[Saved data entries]
%%
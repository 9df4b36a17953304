//! Error types for the simulator.
//!
//! Failures are few and mostly fatal: a world that cannot be allocated, a
//! worker that cannot resolve its slot, a scenario file that does not parse.
//! A worker-level failure ends only that worker; the caller decides whether
//! the rest of the run continues.

use std::fmt;

use crate::particle::ParticleType;

#[derive(Debug)]
pub enum SimError {
    /// Reserving a particle slot array failed.
    Allocation { what: &'static str, requested: usize },
    /// The startup barrier was sized for a different population.
    BarrierMismatch { expected: usize, barrier: usize },
    /// A worker was spawned for an index outside its population.
    SlotOutOfRange { kind: ParticleType, index: usize, len: usize },
    /// Another worker already owns this slot.
    SlotClaimed { kind: ParticleType, index: usize },
    /// A scenario names a particle type the simulator does not know.
    UnknownParticleType(String),
    /// Random placement kept colliding with existing particles.
    PlacementExhausted { kind: ParticleType, index: usize, attempts: usize },
    /// Not every worker was placed before the ready timeout; nobody was released.
    NotReady { ready: usize, expected: usize },
    /// Shutdown was requested while other handles to the world are alive.
    WorldInUse { handles: usize },
    /// The OS refused to start a worker thread.
    ThreadSpawn(std::io::Error),
    /// A worker thread panicked.
    WorkerPanicked(String),
    Io(std::io::Error),
    Config(toml::de::Error),
}

impl fmt::Display for SimError {
    fn fmt(&self, f: &mut fmt::Formatter<'_>) -> fmt::Result {
        match self {
            SimError::Allocation { what, requested } => {
                write!(f, "Failed to allocate {} slots for {}", requested, what)
            }
            SimError::BarrierMismatch { expected, barrier } => write!(
                f,
                "Startup barrier expects {} particles but the world holds {}",
                barrier, expected
            ),
            SimError::SlotOutOfRange { kind, index, len } => write!(
                f,
                "No {} slot at index {} (population is {})",
                kind, index, len
            ),
            SimError::SlotClaimed { kind, index } => {
                write!(f, "{} slot {} is already driven by another worker", kind, index)
            }
            SimError::UnknownParticleType(name) => write!(f, "Unknown particle type: {}", name),
            SimError::PlacementExhausted { kind, index, attempts } => write!(
                f,
                "Failed to place {} {} after {} attempts",
                kind, index, attempts
            ),
            SimError::NotReady { ready, expected } => write!(
                f,
                "Only {} of {} particles were ready before the timeout",
                ready, expected
            ),
            SimError::WorldInUse { handles } => write!(
                f,
                "Cannot shut down the world while {} other handles are alive",
                handles
            ),
            SimError::ThreadSpawn(e) => write!(f, "Failed to spawn worker thread: {}", e),
            SimError::WorkerPanicked(msg) => write!(f, "Worker panicked: {}", msg),
            SimError::Io(e) => write!(f, "I/O error: {}", e),
            SimError::Config(e) => write!(f, "Invalid configuration: {}", e),
        }
    }
}

impl std::error::Error for SimError {
    fn source(&self) -> Option<&(dyn std::error::Error + 'static)> {
        match self {
            SimError::ThreadSpawn(e) | SimError::Io(e) => Some(e),
            SimError::Config(e) => Some(e),
            _ => None,
        }
    }
}

impl From<std::io::Error> for SimError {
    fn from(e: std::io::Error) -> Self {
        SimError::Io(e)
    }
}

impl From<toml::de::Error> for SimError {
    fn from(e: toml::de::Error) -> Self {
        SimError::Config(e)
    }
}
%%
■ **TASK TO CARRY OUT**
Type the data again exactly. Leave nothing out.

■ **OUTPUT FOR THIS EXERCISE**
repository 9df4b36a17953304
//! Error types for the simulator.
//!
//! Failures are few and mostly fatal: a world that cannot be allocated, a
//! worker that cannot resolve its slot, a scenario file that does not parse.
//! A worker-level failure ends only that worker; the caller decides whether
//! the rest of the run continues.

use std::fmt;

use crate::particle::ParticleType;

#[derive(Debug)]
pub enum SimError {
    /// Reserving a particle slot array failed.
    Allocation { what: &'static str, requested: usize },
    /// The startup barrier was sized for a different population.
    BarrierMismatch { expected: usize, barrier: usize },
    /// A worker was spawned for an index outside its population.
    SlotOutOfRange { kind: ParticleType, index: usize, len: usize },
    /// Another worker already owns this slot.
    SlotClaimed { kind: ParticleType, index: usize },
    /// A scenario names a particle type the simulator does not know.
    UnknownParticleType(String),
    /// Random placement kept colliding with existing particles.
    PlacementExhausted { kind: ParticleType, index: usize, attempts: usize },
    /// Not every worker was placed before the ready timeout; nobody was released.
    NotReady { ready: usize, expected: usize },
    /// Shutdown was requested while other handles to the world are alive.
    WorldInUse { handles: usize },
    /// The OS refused to start a worker thread.
    ThreadSpawn(std::io::Error),
    /// A worker thread panicked.
    WorkerPanicked(String),
    Io(std::io::Error),
    Config(toml::de::Error),
}

impl fmt::Display for SimError {
    fn fmt(&self, f: &mut fmt::Formatter<'_>) -> fmt::Result {
        match self {
            SimError::Allocation { what, requested } => {
                write!(f, "Failed to allocate {} slots for {}", requested, what)
            }
            SimError::BarrierMismatch { expected, barrier } => write!(
                f,
                "Startup barrier expects {} particles but the world holds {}",
                barrier, expected
            ),
            SimError::SlotOutOfRange { kind, index, len } => write!(
                f,
                "No {} slot at index {} (population is {})",
                kind, index, len
            ),
            SimError::SlotClaimed { kind, index } => {
                write!(f, "{} slot {} is already driven by another worker", kind, index)
            }
            SimError::UnknownParticleType(name) => write!(f, "Unknown particle type: {}", name),
            SimError::PlacementExhausted { kind, index, attempts } => write!(
                f,
                "Failed to place {} {} after {} attempts",
                kind, index, attempts
            ),
            SimError::NotReady { ready, expected } => write!(
                f,
                "Only {} of {} particles were ready before the timeout",
                ready, expected
            ),
            SimError::WorldInUse { handles } => write!(
                f,
                "Cannot shut down the world while {} other handles are alive",
                handles
            ),
            SimError::ThreadSpawn(e) => write!(f, "Failed to spawn worker thread: {}", e),
            SimError::WorkerPanicked(msg) => write!(f, "Worker panicked: {}", msg),
            SimError::Io(e) => write!(f, "I/O error: {}", e),
            SimError::Config(e) => write!(f, "Invalid configuration: {}", e),
        }
    }
}

impl std::error::Error for SimError {
    fn source(&self) -> Option<&(dyn std::error::Error + 'static)> {
        match self {
            SimError::ThreadSpawn(e) | SimError::Io(e) => Some(e),
            SimError::Config(e) => Some(e),
            _ => None,
        }
    }
}

impl From<std::io::Error> for SimError {
    fn from(e: std::io::Error) -> Self {
        SimError::Io(e)
    }
}

impl From<toml::de::Error> for SimError {
    fn from(e: toml::de::Error) -> Self {
        SimError::Config(e)
    }
}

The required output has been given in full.